Влияние Петрарки и тяжелые переживания, связанные с упомянутым эпизодом, который показал Боккаччо, что его молодость окончилась, еще более укрепили в нем наметившуюся уже в середине 40-х годов ориентацию на более «серьезные», латинские труды и отход от художественного творчества на итальянском языке. После «Декамерона», законченного около 1353 года, но начатого, без сомнения, значительно раньше, и последовавшего за ним «Корбаччо», в течение остальных двадцати лет своей жизни Боккаччо ничего больше не пишет на родном языке, за единственным исключением — биографии Данте. Ученый гуманист и национальный поэт уживались в Петрарке, не без внутренней борьбы между собою, на протяжении всей его сознательной жизни. У Боккаччо первое из этих начал внезапно вспыхивает с огромной силой и вытесняет второе. Боккаччо с увлечением пишет или заканчивает начатые им раньше латинские трактаты, посвященные классической древности.

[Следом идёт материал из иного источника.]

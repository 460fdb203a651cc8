use std::collections::HashSet;

use super::entities::{CompositeInputs, PublisherDomain};

/// Reduces the selected properties into one pageview-weighted composite.
///
/// Unknown identifiers and duplicates are ignored. Accumulation walks the
/// catalog in its own order, so the result is independent of selection order.
/// With nothing selected (or no traffic) the default composite is returned.
pub fn aggregate_domains<S: AsRef<str>>(
    ids: &[S],
    catalog: &[PublisherDomain],
) -> CompositeInputs {
    let selected = selected_domains(ids, catalog);

    let total_pageviews: u64 = selected.iter().map(|d| d.monthly_pageviews).sum();
    if selected.is_empty() || total_pageviews == 0 {
        return CompositeInputs::default_composite();
    }

    let weight_sum = total_pageviews as f64;
    let weighted = |field: fn(&PublisherDomain) -> f64| -> f64 {
        selected
            .iter()
            .map(|d| field(*d) * d.monthly_pageviews as f64)
            .sum::<f64>()
            / weight_sum
    };

    CompositeInputs {
        monthly_pageviews: total_pageviews,
        display_cpm: weighted(|d| d.display_cpm),
        video_cpm: weighted(|d| d.video_cpm),
        display_share: weighted(|d| d.display_share),
        tech_savvy: weighted(|d| d.audience.tech_savvy),
        safari_share: weighted(|d| d.audience.safari_share),
        domain_count: selected.len(),
    }
}

/// Normalized pageview weight per matched domain, in catalog order.
pub fn pageview_weights<S: AsRef<str>>(
    ids: &[S],
    catalog: &[PublisherDomain],
) -> Vec<(&'static str, f64)> {
    let selected = selected_domains(ids, catalog);
    let total: u64 = selected.iter().map(|d| d.monthly_pageviews).sum();
    if total == 0 {
        return Vec::new();
    }

    selected
        .iter()
        .map(|d| (d.id, d.monthly_pageviews as f64 / total as f64))
        .collect()
}

fn selected_domains<'a, S: AsRef<str>>(
    ids: &[S],
    catalog: &'a [PublisherDomain],
) -> Vec<&'a PublisherDomain> {
    let wanted: HashSet<&str> = ids.iter().map(|id| id.as_ref()).collect();

    for id in &wanted {
        if !catalog.iter().any(|d| d.id == *id) {
            log::debug!("Ignoring unknown domain id {id:?}");
        }
    }

    catalog
        .iter()
        .filter(|d| wanted.contains(d.id))
        .collect()
}

#[cfg(test)]
mod tests {
    use super::*;
    use crate::domain::catalog::catalog;

    const EPS: f64 = 1e-9;

    fn within(value: f64, values: impl Iterator<Item = f64> + Clone) -> bool {
        let min = values.clone().fold(f64::INFINITY, f64::min);
        let max = values.fold(f64::NEG_INFINITY, f64::max);
        value >= min - EPS && value <= max + EPS
    }

    #[test]
    fn empty_selection_returns_default_composite() {
        let ids: [&str; 0] = [];
        let composite = aggregate_domains(&ids, catalog());
        assert_eq!(composite, CompositeInputs::default_composite());
    }

    #[test]
    fn only_unknown_ids_returns_default_composite() {
        let composite = aggregate_domains(&["nope", "also-nope"], catalog());
        assert_eq!(composite, CompositeInputs::default_composite());
    }

    #[test]
    fn single_domain_passes_through_its_values() {
        let composite = aggregate_domains(&["metro-wire"], catalog());
        let source = crate::domain::catalog::find("metro-wire").unwrap();
        assert_eq!(composite.monthly_pageviews, source.monthly_pageviews);
        assert!((composite.display_cpm - source.display_cpm).abs() < EPS);
        assert!((composite.safari_share - source.audience.safari_share).abs() < EPS);
        assert_eq!(composite.domain_count, 1);
    }

    #[test]
    fn weighted_mean_matches_hand_computation() {
        let composite = aggregate_domains(&["daily-ledger", "metro-wire"], catalog());
        let expected = (3.10 * 42_000_000.0 + 2.40 * 18_500_000.0) / 60_500_000.0;
        assert_eq!(composite.monthly_pageviews, 60_500_000);
        assert!((composite.display_cpm - expected).abs() < EPS);
    }

    #[test]
    fn unknown_and_duplicate_ids_are_ignored() {
        let clean = aggregate_domains(&["pitchside", "wellnest"], catalog());
        let noisy = aggregate_domains(
            &["pitchside", "bogus", "wellnest", "pitchside"],
            catalog(),
        );
        assert_eq!(clean, noisy);
    }

    #[test]
    fn selection_order_does_not_change_result() {
        let forward = aggregate_domains(&["byte-report", "carry-on", "final-whistle"], catalog());
        let reverse = aggregate_domains(&["final-whistle", "carry-on", "byte-report"], catalog());
        assert_eq!(forward, reverse);
    }

    #[test]
    fn weights_sum_to_one_and_outputs_do_not_extrapolate() {
        let ids: Vec<&str> = catalog().iter().step_by(3).map(|d| d.id).collect();
        let weights = pageview_weights(&ids, catalog());
        let total: f64 = weights.iter().map(|(_, w)| w).sum();
        assert!((total - 1.0).abs() < EPS);

        let composite = aggregate_domains(&ids, catalog());
        let selected: Vec<_> = catalog().iter().filter(|d| ids.contains(&d.id)).collect();
        assert!(within(composite.display_cpm, selected.iter().map(|d| d.display_cpm)));
        assert!(within(composite.video_cpm, selected.iter().map(|d| d.video_cpm)));
        assert!(within(composite.display_share, selected.iter().map(|d| d.display_share)));
        assert!(within(composite.tech_savvy, selected.iter().map(|d| d.audience.tech_savvy)));
        assert!(within(
            composite.safari_share,
            selected.iter().map(|d| d.audience.safari_share)
        ));
    }

    #[test]
    fn cpm_overrides_replace_weighted_values() {
        let composite = aggregate_domains(&["daily-ledger"], catalog())
            .with_cpm_overrides(Some(5.0), None);
        assert_eq!(composite.display_cpm, 5.0);
        assert!((composite.video_cpm - 14.50).abs() < EPS);
    }
}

Вскоре ему представился случай расширить свое изучение античности в новом направлении. Познакомившись в 1359 г. с одним калабрийским греком Леонтием Пилатом, человеком довольно невежественным, но оказавшимся счастливым обладателем нескольких редких в ту пору в Италии рукописей древнегреческих произведений, Боккаччо увлек его с собой во Флоренцию, выхлопотал ему у синьории кафедру греческого языка и поселил его в собственном доме, приняв на себя целиком его содержание. Вслед за тем, выписав из Греции на свои средства рукописи «Илиады» и «Одиссеи», Боккаччо передал их Пилату, который читал и комментировал их в своих лекциях, а затем перевел на латинский язык. Этот первый в Европе латинский перевод поэм Гомера был, несомненно, литературно проредактирован самим Боккаччо. Впрочем, многому научиться у калабрийца Боккаччо не удалось по той причине, что познания самого учителя были довольно смутны. Прожив в доме Боккаччо три года, Леонтий Пилат отправился в Венецию к Петрарке, который пытался столь же безуспешно изучить с его помощью греческий язык, а затем предпринял поездку в Грецию и на обратном пути в Италию был убит ударом молнии.
За первым душевным переворотом, толкнувшим Боккаччо к научным занятиям, последовал второй, еще более острый моральный кризис. К концу 50-х годов Боккаччо начал прихварывать. Он преждевременно стареет, его угнетает чувство одиночества, преследуют мрачные мысли. В 1362 г. к нему явился монах Джоаккино Чани из Сьены, объявивший себя посланцем блаженного Пьетро Петрони, незадолго перед тем умершего в Сьене. От имени последнего Чани должен был передать духовное предостережение ряду лиц, и в первую очередь Боккаччо: смерть близка к нему, и ему надлежит немедленно подумать о покаянии. Уже не раз среди своих нравственных сомнений Боккаччо, по натуре своей менее всего склонный к религии, но в то же время простодушный и не способный, подобно Петрарке, быть твердым мыслителем, прибегал к католическому учению. Есть даже предположение, — хотя этого никак нельзя считать доказанным, — что в один из таких моментов душевного упадка он принял монашеский сан. Естественно поэтому, что речь таинственного посланца должна была произвести на него гнетущее впечатление. Он уже хотел распродать свою библиотеку и сжечь все свои итальянские сочинения. В эту тяжелую минуту жизни Боккаччо большую моральную поддержку оказал ему Петрарка, который, будучи немедленно извещен им о происшествии, своими письмами поддержал в нем душевную бодрость, увещевая не придавать значения речам «ложных пророков».
Здесь снова обнаруживается глубокое различие между характерами Петрарки и Боккаччо. В душе Петрарки все время происходила борьба между светлым, гуманистическим началом его мышления и приглушенной верой средневекового человека, жившего в нем, и это противоречие осталось до конца в нем неразрешенным. Напротив, у Боккаччо религиозность, никогда не исчезая вполне, долгое время остается отодвинутой в глубину, пока затем вдруг не вспыхивает снова с катастрофической силой, нарушая душевное равновесие и затемняя сознание.